__Records for processing__:

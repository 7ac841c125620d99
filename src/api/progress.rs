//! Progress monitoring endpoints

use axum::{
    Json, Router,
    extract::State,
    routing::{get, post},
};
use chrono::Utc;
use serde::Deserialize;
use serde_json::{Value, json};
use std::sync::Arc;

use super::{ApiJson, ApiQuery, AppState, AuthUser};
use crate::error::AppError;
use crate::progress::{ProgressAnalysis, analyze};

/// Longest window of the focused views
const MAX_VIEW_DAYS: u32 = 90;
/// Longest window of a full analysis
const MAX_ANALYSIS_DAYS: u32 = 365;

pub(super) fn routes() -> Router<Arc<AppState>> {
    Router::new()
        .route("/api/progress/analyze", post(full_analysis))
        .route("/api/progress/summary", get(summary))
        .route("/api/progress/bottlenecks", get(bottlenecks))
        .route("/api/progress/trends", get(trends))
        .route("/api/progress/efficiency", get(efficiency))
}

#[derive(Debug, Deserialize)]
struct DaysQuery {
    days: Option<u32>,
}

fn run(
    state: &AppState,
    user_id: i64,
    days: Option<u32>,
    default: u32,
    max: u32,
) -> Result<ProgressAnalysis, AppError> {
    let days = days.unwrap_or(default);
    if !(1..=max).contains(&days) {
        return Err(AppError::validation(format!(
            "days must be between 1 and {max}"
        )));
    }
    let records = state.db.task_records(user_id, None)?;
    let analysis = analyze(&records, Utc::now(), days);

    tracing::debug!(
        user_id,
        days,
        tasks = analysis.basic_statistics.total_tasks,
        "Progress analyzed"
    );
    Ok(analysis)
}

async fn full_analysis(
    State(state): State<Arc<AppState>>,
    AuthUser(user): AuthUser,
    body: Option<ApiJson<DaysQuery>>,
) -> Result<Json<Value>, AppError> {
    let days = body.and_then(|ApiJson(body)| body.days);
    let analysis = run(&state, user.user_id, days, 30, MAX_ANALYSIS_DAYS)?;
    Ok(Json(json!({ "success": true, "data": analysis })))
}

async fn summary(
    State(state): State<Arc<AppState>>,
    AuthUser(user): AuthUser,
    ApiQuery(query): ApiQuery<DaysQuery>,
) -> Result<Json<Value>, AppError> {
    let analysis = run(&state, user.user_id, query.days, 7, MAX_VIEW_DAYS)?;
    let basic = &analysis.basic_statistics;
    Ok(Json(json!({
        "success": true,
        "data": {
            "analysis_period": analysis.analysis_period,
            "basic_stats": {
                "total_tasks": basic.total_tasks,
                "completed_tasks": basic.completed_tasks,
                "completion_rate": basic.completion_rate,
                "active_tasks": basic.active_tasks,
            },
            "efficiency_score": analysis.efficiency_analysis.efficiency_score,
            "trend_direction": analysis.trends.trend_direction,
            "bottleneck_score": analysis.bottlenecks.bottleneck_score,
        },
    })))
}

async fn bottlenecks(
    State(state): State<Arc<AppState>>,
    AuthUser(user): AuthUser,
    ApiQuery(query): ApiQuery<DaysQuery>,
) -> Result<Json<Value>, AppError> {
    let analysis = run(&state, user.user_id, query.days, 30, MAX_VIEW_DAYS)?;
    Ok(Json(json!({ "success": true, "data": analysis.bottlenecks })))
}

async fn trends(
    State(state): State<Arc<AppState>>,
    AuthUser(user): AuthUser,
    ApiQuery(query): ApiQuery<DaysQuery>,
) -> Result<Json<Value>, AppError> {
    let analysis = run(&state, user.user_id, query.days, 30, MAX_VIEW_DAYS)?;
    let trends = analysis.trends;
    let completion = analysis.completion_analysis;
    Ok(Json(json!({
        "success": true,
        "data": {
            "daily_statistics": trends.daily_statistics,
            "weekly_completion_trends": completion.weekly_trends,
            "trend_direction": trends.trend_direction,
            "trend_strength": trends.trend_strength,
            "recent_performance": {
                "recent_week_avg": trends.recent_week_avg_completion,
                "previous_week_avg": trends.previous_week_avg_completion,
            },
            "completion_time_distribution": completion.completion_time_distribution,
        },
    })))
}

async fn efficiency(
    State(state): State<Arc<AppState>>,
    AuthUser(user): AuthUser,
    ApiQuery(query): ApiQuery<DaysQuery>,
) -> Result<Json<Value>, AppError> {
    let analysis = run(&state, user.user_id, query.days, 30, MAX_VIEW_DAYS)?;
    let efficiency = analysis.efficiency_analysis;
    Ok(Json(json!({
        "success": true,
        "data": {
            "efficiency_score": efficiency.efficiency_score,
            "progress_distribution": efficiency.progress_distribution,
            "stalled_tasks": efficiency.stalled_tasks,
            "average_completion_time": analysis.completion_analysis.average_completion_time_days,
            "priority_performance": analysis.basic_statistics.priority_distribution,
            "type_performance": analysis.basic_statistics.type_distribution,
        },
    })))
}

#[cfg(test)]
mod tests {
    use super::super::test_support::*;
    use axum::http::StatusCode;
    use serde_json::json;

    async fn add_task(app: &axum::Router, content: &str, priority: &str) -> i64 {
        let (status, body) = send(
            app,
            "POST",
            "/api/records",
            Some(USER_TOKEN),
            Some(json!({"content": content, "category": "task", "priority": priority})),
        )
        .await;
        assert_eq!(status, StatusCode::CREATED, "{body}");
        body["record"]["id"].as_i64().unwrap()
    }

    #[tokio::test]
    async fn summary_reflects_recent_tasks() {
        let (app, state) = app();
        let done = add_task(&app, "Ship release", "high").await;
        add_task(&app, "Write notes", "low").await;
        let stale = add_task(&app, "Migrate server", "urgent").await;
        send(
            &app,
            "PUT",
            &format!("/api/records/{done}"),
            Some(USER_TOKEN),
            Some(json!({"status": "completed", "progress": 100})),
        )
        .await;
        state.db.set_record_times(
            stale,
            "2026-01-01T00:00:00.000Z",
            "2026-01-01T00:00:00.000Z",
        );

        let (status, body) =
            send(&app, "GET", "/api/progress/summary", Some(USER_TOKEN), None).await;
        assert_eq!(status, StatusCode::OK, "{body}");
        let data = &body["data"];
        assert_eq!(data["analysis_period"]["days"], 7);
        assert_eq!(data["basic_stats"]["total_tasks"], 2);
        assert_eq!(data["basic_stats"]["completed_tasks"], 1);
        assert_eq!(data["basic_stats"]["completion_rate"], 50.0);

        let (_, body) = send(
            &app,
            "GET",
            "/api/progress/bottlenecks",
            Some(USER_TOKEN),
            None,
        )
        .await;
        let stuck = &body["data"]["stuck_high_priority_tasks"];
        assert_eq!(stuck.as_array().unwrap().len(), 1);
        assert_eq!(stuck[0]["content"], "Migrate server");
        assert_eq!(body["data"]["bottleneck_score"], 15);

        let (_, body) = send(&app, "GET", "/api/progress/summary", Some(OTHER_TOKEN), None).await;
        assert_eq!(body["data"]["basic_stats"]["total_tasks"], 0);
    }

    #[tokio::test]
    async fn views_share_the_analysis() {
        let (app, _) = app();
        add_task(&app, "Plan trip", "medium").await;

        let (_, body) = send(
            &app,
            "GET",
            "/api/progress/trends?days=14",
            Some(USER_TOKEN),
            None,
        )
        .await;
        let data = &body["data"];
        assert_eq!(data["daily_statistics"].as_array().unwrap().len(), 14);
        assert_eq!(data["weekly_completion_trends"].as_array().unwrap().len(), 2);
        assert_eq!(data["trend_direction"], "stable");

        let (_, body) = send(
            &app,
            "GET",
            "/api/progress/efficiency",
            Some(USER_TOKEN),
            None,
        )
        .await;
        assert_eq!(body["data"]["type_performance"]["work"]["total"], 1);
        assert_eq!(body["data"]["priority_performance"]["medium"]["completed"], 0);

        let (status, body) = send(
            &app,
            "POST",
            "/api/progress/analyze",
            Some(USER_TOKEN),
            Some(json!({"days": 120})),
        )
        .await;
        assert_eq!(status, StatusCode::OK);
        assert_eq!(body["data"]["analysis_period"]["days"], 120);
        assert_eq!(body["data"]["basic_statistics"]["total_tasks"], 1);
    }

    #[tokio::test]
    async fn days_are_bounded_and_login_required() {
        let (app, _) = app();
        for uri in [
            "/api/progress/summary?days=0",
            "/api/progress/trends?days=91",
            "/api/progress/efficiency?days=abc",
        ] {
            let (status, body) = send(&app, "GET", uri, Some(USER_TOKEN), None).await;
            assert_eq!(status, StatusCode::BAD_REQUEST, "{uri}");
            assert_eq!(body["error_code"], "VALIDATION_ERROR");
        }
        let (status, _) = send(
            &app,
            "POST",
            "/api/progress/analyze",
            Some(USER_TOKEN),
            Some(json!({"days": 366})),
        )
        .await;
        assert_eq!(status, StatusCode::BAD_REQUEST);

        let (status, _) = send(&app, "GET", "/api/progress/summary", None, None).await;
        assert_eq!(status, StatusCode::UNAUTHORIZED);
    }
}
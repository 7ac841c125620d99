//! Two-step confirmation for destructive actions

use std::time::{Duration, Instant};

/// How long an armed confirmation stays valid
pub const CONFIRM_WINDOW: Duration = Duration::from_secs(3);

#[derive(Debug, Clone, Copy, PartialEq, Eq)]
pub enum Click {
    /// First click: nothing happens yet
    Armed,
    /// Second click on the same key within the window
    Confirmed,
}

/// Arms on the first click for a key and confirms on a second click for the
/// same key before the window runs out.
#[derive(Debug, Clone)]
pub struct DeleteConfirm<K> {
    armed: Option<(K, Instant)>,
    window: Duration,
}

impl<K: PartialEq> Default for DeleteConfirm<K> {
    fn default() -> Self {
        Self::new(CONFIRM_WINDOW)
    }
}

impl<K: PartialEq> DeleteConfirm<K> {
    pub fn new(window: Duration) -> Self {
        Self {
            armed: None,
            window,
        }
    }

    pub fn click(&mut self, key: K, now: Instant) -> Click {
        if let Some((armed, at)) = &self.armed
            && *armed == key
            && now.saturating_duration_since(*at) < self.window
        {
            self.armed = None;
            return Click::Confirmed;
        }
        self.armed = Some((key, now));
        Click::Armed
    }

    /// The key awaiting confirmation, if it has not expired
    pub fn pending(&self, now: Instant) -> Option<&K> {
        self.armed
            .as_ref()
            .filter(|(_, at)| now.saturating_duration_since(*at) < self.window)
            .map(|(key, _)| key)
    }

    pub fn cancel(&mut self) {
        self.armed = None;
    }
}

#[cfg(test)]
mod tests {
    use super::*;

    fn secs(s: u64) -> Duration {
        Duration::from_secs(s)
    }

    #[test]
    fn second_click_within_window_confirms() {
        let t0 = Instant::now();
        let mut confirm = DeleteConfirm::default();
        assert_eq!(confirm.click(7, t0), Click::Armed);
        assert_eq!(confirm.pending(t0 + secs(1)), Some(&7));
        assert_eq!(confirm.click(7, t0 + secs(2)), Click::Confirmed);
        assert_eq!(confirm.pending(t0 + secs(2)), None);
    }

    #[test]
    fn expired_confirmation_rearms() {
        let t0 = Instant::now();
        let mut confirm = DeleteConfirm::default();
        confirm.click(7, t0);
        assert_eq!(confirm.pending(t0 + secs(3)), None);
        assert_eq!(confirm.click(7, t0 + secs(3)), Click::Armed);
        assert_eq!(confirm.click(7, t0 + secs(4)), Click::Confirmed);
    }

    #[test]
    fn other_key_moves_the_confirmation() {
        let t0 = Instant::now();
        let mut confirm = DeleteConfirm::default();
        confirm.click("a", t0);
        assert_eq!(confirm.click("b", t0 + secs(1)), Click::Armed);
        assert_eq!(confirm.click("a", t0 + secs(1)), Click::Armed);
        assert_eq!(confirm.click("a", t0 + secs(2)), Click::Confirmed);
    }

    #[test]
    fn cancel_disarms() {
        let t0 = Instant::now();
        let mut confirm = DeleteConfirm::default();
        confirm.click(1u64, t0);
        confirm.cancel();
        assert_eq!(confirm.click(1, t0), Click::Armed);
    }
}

__Problem description__:
Search the listing for the word "Option", and copy every line in which it is found.

__Output below__:
    days: Option<u32>,
    days: Option<u32>,
    body: Option<ApiJson<DaysQuery>>,
    armed: Option<(K, Instant)>,
    pub fn pending(&self, now: Instant) -> Option<&K> {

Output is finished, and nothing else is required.